- Type: Breechloading Service rifle
- Place of origin: United States

Service history
- Used by: United States Argentina
- Wars: American Civil War Franco-Prussian War

Production history
- Manufacturer: Joslyn Firearms Company
- Produced: 1855–1865
- Variants: M1855, M1861, M1862, M1864, M1865, rifle and carbine

Specifications
- Caliber: .54 or .58
- Action: Breech-loaded

= Joslyn rifle =

The term Joslyn Rifle refers to a series of rifles produced in the mid-19th century. The term is often used to refer specifically to the Joslyn Model 1861/1862, which was the first mass-produced breech-loading rifle produced at the Springfield Armory.

==History==
Benjamin Franklin Joslyn was known as one of the most interesting gun designers during the U.S. Civil War, but he was known more for his constant clashes with sub-contractors and the Federal Government than he was for the quality of his arms. His disputes with the government lasted long after the Civil War had ended.

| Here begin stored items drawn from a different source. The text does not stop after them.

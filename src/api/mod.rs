// SPDX-License-Identifier: AGPL-3.0-or-later
//
// Copyright (C) 2026 Relational Network

use axum::{
    body::Body,
    http::{header::CONTENT_TYPE, HeaderName, HeaderValue, Method, Request},
    middleware::from_fn_with_state,
    routing::{any, get, post, put},
    Router,
};
use tower_http::{
    cors::CorsLayer,
    request_id::{MakeRequestUuid, PropagateRequestIdLayer, SetRequestIdLayer},
    trace::TraceLayer,
};
use utoipa::OpenApi;
use utoipa_swagger_ui::SwaggerUi;

use crate::{
    auth::{csrf::CSRF_HEADER, require_session, Action, ClaimSet},
    models::{
        ChangePasswordRequest, ContentTypeResponse, ContentTypeWithPermissions, CreateContentTypeRequest,
        CreateUserRequest, LoginRequest, LoginResponse, MessageResponse, PermissionResponse, RefreshResponse,
        ResetPasswordResponse, UpdateContentTypeRequest, UpdateGrantsRequest, UserCursorResponse,
        UserListResponse, UserResponse,
    },
    state::AppState,
};

pub mod access;
pub mod auth;
pub mod contents;
pub mod health;
pub mod users;

pub fn router(state: AppState) -> Router {
    let auth_routes = Router::new()
        .route("/login", post(auth::login))
        .route("/refresh", post(auth::refresh))
        .route("/logout", post(auth::logout))
        .route("/access-token/payload", post(auth::access_token_payload))
        .route("/refresh-token/payload", post(auth::refresh_token_payload));

    let v1_routes = Router::new()
        .route("/access/{content_type_id}", any(access::check_access))
        .route("/users", get(users::list_users).post(users::create_user))
        .route("/users/me", get(users::me))
        .route("/users/cursor", get(users::list_users_cursor))
        .route("/users/search", get(users::search))
        .route("/users/{id}", get(users::get_user))
        .route("/users/{id}/password", put(users::change_password))
        .route("/users/{id}/password/reset", post(users::reset_password))
        .route("/users/{id}/deactivate", post(users::deactivate_user))
        .route("/users/{id}/activate", post(users::activate_user))
        .route(
            "/users/{id}/permissions",
            get(users::list_grants).put(users::update_grants),
        )
        .route(
            "/contents",
            get(contents::list_content_types).post(contents::create_content_type),
        )
        .route("/contents/permissions", get(contents::list_with_permissions))
        .route(
            "/contents/{id}",
            get(contents::get_content_type).patch(contents::update_content_type),
        )
        .route("/contents/{id}/permissions", get(contents::get_with_permissions))
        .route_layer(from_fn_with_state(state.clone(), require_session));

    let cors = cors_layer(&state.config.server.cors_allowed_origins);

    Router::new()
        .nest("/auth", auth_routes)
        .nest("/v1", v1_routes)
        .route("/health", get(health::liveness))
        .route("/health/ready", get(health::readiness))
        .with_state(state)
        .merge(SwaggerUi::new("/docs").url("/api-doc/openapi.json", ApiDoc::openapi()))
        .layer(PropagateRequestIdLayer::x_request_id())
        .layer(TraceLayer::new_for_http().make_span_with(|request: &Request<Body>| {
            let request_id = request
                .headers()
                .get("x-request-id")
                .and_then(|v| v.to_str().ok())
                .unwrap_or_default();
            tracing::info_span!(
                "request",
                method = %request.method(),
                path = %request.uri().path(),
                request_id,
                user_id = tracing::field::Empty,
            )
        }))
        .layer(SetRequestIdLayer::x_request_id(MakeRequestUuid))
        .layer(cors)
}

/// Credentialed CORS for the configured origins; same-origin only when none are set.
fn cors_layer(origins: &[String]) -> CorsLayer {
    if origins.is_empty() {
        return CorsLayer::new();
    }

    let origins: Vec<HeaderValue> = origins
        .iter()
        .filter_map(|origin| match HeaderValue::from_str(origin) {
            Ok(value) => Some(value),
            Err(_) => {
                tracing::warn!(origin = %origin, "Ignoring invalid CORS origin");
                None
            }
        })
        .collect();

    CorsLayer::new()
        .allow_origin(origins)
        .allow_credentials(true)
        .allow_methods([Method::GET, Method::POST, Method::PUT, Method::PATCH, Method::DELETE])
        .allow_headers([CONTENT_TYPE, HeaderName::from_static(CSRF_HEADER)])
}

#[derive(OpenApi)]
#[openapi(
    paths(
        auth::login,
        auth::refresh,
        auth::logout,
        auth::access_token_payload,
        auth::refresh_token_payload,
        access::check_access,
        users::create_user,
        users::list_users,
        users::list_users_cursor,
        users::search,
        users::me,
        users::get_user,
        users::change_password,
        users::reset_password,
        users::deactivate_user,
        users::activate_user,
        users::list_grants,
        users::update_grants,
        contents::create_content_type,
        contents::update_content_type,
        contents::list_content_types,
        contents::get_content_type,
        contents::list_with_permissions,
        contents::get_with_permissions,
        health::liveness,
        health::readiness
    ),
    components(
        schemas(
            Action,
            ClaimSet,
            LoginRequest,
            LoginResponse,
            RefreshResponse,
            MessageResponse,
            UserResponse,
            CreateUserRequest,
            UserListResponse,
            UserCursorResponse,
            ChangePasswordRequest,
            ResetPasswordResponse,
            UpdateGrantsRequest,
            PermissionResponse,
            ContentTypeResponse,
            ContentTypeWithPermissions,
            CreateContentTypeRequest,
            UpdateContentTypeRequest,
            health::ReadyResponse,
            health::HealthChecks,
            health::HealthResponse
        )
    ),
    tags(
        (name = "Auth", description = "Login, refresh, logout and token inspection"),
        (name = "Access", description = "Per-request permission checks"),
        (name = "Users", description = "User administration and grants"),
        (name = "Contents", description = "Content types and their permissions"),
        (name = "Health", description = "Liveness and readiness probes")
    )
)]
struct ApiDoc;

In 1855, Joslyn designed a breech-loading carbine. After successful tests, the U.S. Army ordered 50 of these rifles in 1857 in .54 caliber. The Army quickly lost interest in the rifle, but in 1858 the U.S. Navy ordered 500 of these in .58 caliber. Production problems resulted in only 150 to 200 of these rifles being delivered in 1861.

In 1861, Joslyn designed a modified version using a metal rimfire cartridge. The Federal Ordnance Department ordered 860 of these carbines, which were delivered in 1862. Most went to units from Ohio. In 1862, Joslyn received an order for 20,000 carbines. Delivery on these weapons started in 1863, but by the time the Civil War came to an end only about half of these had been delivered.

In 1865, Joslyn submitted two carbine designs for trial, both based on the Model 1864 carbine. Despite the difficulties between Joslyn and the U.S. Government, an order was placed for 5,000 of these weapons. Springfield Armory produced approximately 3,000 Joslyn rifles before hostilities ended.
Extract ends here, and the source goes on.